Go over the data below and say how many lines hold the word "record". Only the number is needed.
[[ Data provided, beginning ]]
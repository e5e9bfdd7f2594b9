#![forbid(unsafe_code)]

use std::borrow::Borrow;
use std::fmt;

use crate::error::ViewError;

/// Prefix of the model-store record holding a view's local state.
pub const STATE_PREFIX: &str = "view:";

/// Identity of a view node: a non-empty string without `.`.
#[derive(Debug, Clone, PartialEq, Eq, Hash, PartialOrd, Ord)]
pub struct ViewId(String);

impl ViewId {
    /// # Errors
    ///
    /// [`ViewError::InvalidId`] when `id` is empty or contains `.`.
    pub fn new(id: impl Into<String>) -> Result<Self, ViewError> {
        let id = id.into();
        if id.is_empty() || id.contains('.') {
            return Err(ViewError::InvalidId(id));
        }
        Ok(Self(id))
    }

    #[must_use]
    pub fn as_str(&self) -> &str {
        &self.0
    }

    /// Name of the record holding this view's local state.
    #[must_use]
    pub fn state_key(&self) -> String {
        format!("{STATE_PREFIX}{}", self.0)
    }
}

impl fmt::Display for ViewId {
    fn fmt(&self, f: &mut fmt::Formatter<'_>) -> fmt::Result {
        f.write_str(&self.0)
    }
}

impl Borrow<str> for ViewId {
    fn borrow(&self) -> &str {
        &self.0
    }
}

impl AsRef<str> for ViewId {
    fn as_ref(&self) -> &str {
        &self.0
    }
}

impl TryFrom<&str> for ViewId {
    type Error = ViewError;

    fn try_from(id: &str) -> Result<Self, Self::Error> {
        Self::new(id)
    }
}

/// Whether `child` is addressable below `parent`: it starts with the parent
/// anchor followed by `/`.
#[must_use]
pub fn anchor_under(parent: &str, child: &str) -> bool {
    child
        .strip_prefix(parent)
        .is_some_and(|rest| rest.starts_with('/') && rest.len() > 1)
}
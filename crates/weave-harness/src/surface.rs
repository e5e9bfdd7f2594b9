#![forbid(unsafe_code)]

//! An in-memory presentation tree.

use std::cell::RefCell;
use std::collections::BTreeMap;
use std::fmt;
use std::rc::Rc;

use tracing::trace;
use weave_store::ElementRef;
use weave_view::{Markup, Surface, SurfaceError, anchor_under};

#[derive(Default)]
struct Tree {
    content: BTreeMap<String, String>,
    elements: BTreeMap<String, ElementRef>,
    patches: Vec<String>,
}

/// [`Surface`] held in memory. Clones share the same tree, so a test can keep
/// a handle while an [`App`](weave_runtime::App) owns another.
///
/// Patching an anchor drops every anchor below it and creates the markup's
/// slots empty. Elements are attached to anchors and only resolve while their
/// anchor does.
#[derive(Clone, Default)]
pub struct MemorySurface {
    tree: Rc<RefCell<Tree>>,
}

impl MemorySurface {
    /// A surface whose only anchors are `roots`.
    #[must_use]
    pub fn with_roots<'a>(roots: impl IntoIterator<Item = &'a str>) -> Self {
        let surface = Self::default();
        {
            let mut tree = surface.tree.borrow_mut();
            for root in roots {
                tree.content.insert(root.to_owned(), String::new());
            }
        }
        surface
    }

    /// Attach `element` to `anchor`, replacing any element already there.
    pub fn attach(&self, anchor: impl Into<String>, element: ElementRef) {
        self.tree.borrow_mut().elements.insert(anchor.into(), element);
    }

    /// Remove `anchor` and everything below it, as a host would when it
    /// tears down part of the tree on its own.
    pub fn remove(&self, anchor: &str) -> usize {
        let mut tree = self.tree.borrow_mut();
        let before = tree.content.len();
        tree.content
            .retain(|k, _| k != anchor && !anchor_under(anchor, k));
        before - tree.content.len()
    }

    /// Last content patched into `anchor`; `None` when it does not resolve.
    #[must_use]
    pub fn text(&self, anchor: &str) -> Option<String> {
        self.tree.borrow().content.get(anchor).cloned()
    }

    /// Every anchor that currently resolves, in order.
    #[must_use]
    pub fn anchors(&self) -> Vec<String> {
        self.tree.borrow().content.keys().cloned().collect()
    }

    /// Every anchor patched so far, in patch order.
    #[must_use]
    pub fn patches(&self) -> Vec<String> {
        self.tree.borrow().patches.clone()
    }

    #[must_use]
    pub fn patch_count(&self, anchor: &str) -> usize {
        self.tree
            .borrow()
            .patches
            .iter()
            .filter(|a| *a == anchor)
            .count()
    }

    pub fn clear_patches(&self) {
        self.tree.borrow_mut().patches.clear();
    }
}

impl Surface for MemorySurface {
    fn resolves(&self, anchor: &str) -> bool {
        self.tree.borrow().content.contains_key(anchor)
    }

    fn patch(&mut self, anchor: &str, markup: &Markup) -> Result<(), SurfaceError> {
        let mut tree = self.tree.borrow_mut();
        if !tree.content.contains_key(anchor) {
            return Err(SurfaceError::AnchorNotFound(anchor.to_owned()));
        }
        if let Some(slot) = markup.slots().iter().find(|s| !anchor_under(anchor, s)) {
            return Err(SurfaceError::SlotOutsideAnchor {
                anchor: anchor.to_owned(),
                slot: slot.clone(),
            });
        }

        tree.content.retain(|k, _| !anchor_under(anchor, k));
        tree.content
            .insert(anchor.to_owned(), markup.content().to_owned());
        for slot in markup.slots() {
            tree.content.insert(slot.clone(), String::new());
        }
        tree.patches.push(anchor.to_owned());
        trace!(anchor, slots = markup.slots().len(), "surface patched");
        Ok(())
    }

    fn element(&self, anchor: &str) -> Option<ElementRef> {
        let tree = self.tree.borrow();
        if !tree.content.contains_key(anchor) {
            return None;
        }
        tree.elements.get(anchor).cloned()
    }
}

impl fmt::Debug for MemorySurface {
    fn fmt(&self, f: &mut fmt::Formatter<'_>) -> fmt::Result {
        let tree = self.tree.borrow();
        f.debug_struct("MemorySurface")
            .field("anchors", &tree.content.keys().collect::<Vec<_>>())
            .field("elements", &tree.elements.keys().collect::<Vec<_>>())
            .field("patches", &tree.patches.len())
            .finish()
    }
}
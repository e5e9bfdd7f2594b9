//! Property tests for record history through the public store API.

use proptest::prelude::*;
use weave_core::Value;
use weave_store::{HistoryConfig, ModelStore};

fn distinct_values(max: usize) -> impl Strategy<Value = Vec<i64>> {
    proptest::collection::btree_set(any::<i64>(), 1..max)
        .prop_map(|set| set.into_iter().collect())
}

proptest! {
    #[test]
    fn undo_n_then_redo_n_round_trips(values in distinct_values(15), undos in 0usize..20) {
        let store = ModelStore::new();
        for v in &values {
            store.set("n", Value::Int(*v)).unwrap();
        }
        let before = store.get("n");
        let steps = undos.min(values.len() - 1);

        for _ in 0..steps {
            prop_assert!(store.undo("n"));
        }
        prop_assert_eq!(store.get("n"), Some(Value::Int(values[values.len() - 1 - steps])));
        for _ in 0..steps {
            prop_assert!(store.redo("n"));
        }
        prop_assert_eq!(store.get("n"), before);
        prop_assert!(!store.can_redo("n"));
    }

    #[test]
    fn history_never_exceeds_depth(depth in 1usize..8, values in distinct_values(40)) {
        let store = ModelStore::with_config(HistoryConfig::with_max_depth(depth));
        for v in &values {
            store.set("n", Value::Int(*v)).unwrap();
            prop_assert!(store.history_len("n").unwrap() <= depth);
        }
        let kept = values.len().min(depth);
        prop_assert_eq!(store.history_len("n"), Some(kept));

        prop_assert_eq!(store.rewind("n"), kept > 1);
        prop_assert_eq!(store.get("n"), Some(Value::Int(values[values.len() - kept])));
    }

    #[test]
    fn restores_never_append(values in distinct_values(10), moves in proptest::collection::vec(0u8..4, 0..30)) {
        let store = ModelStore::new();
        for v in &values {
            store.set("n", Value::Int(*v)).unwrap();
        }
        let len = store.history_len("n");
        for m in moves {
            match m {
                0 => { store.undo("n"); }
                1 => { store.redo("n"); }
                2 => { store.rewind("n"); }
                _ => { store.fast_forward("n"); }
            }
            prop_assert_eq!(store.history_len("n"), len);
        }
    }
}

#[test]
fn set_after_undo_discards_redo_tail() {
    let store = ModelStore::new();
    for n in 0..4 {
        store.set("n", n.into()).unwrap();
    }
    store.undo("n");
    store.undo("n");
    store.set("n", 99.into()).unwrap();

    assert!(!store.can_redo("n"));
    assert_eq!(store.history_len("n"), Some(3));
    assert!(store.undo("n"));
    assert_eq!(store.get("n"), Some(Value::Int(1)));
}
[[ Data provided, end ]]
Your solution:
3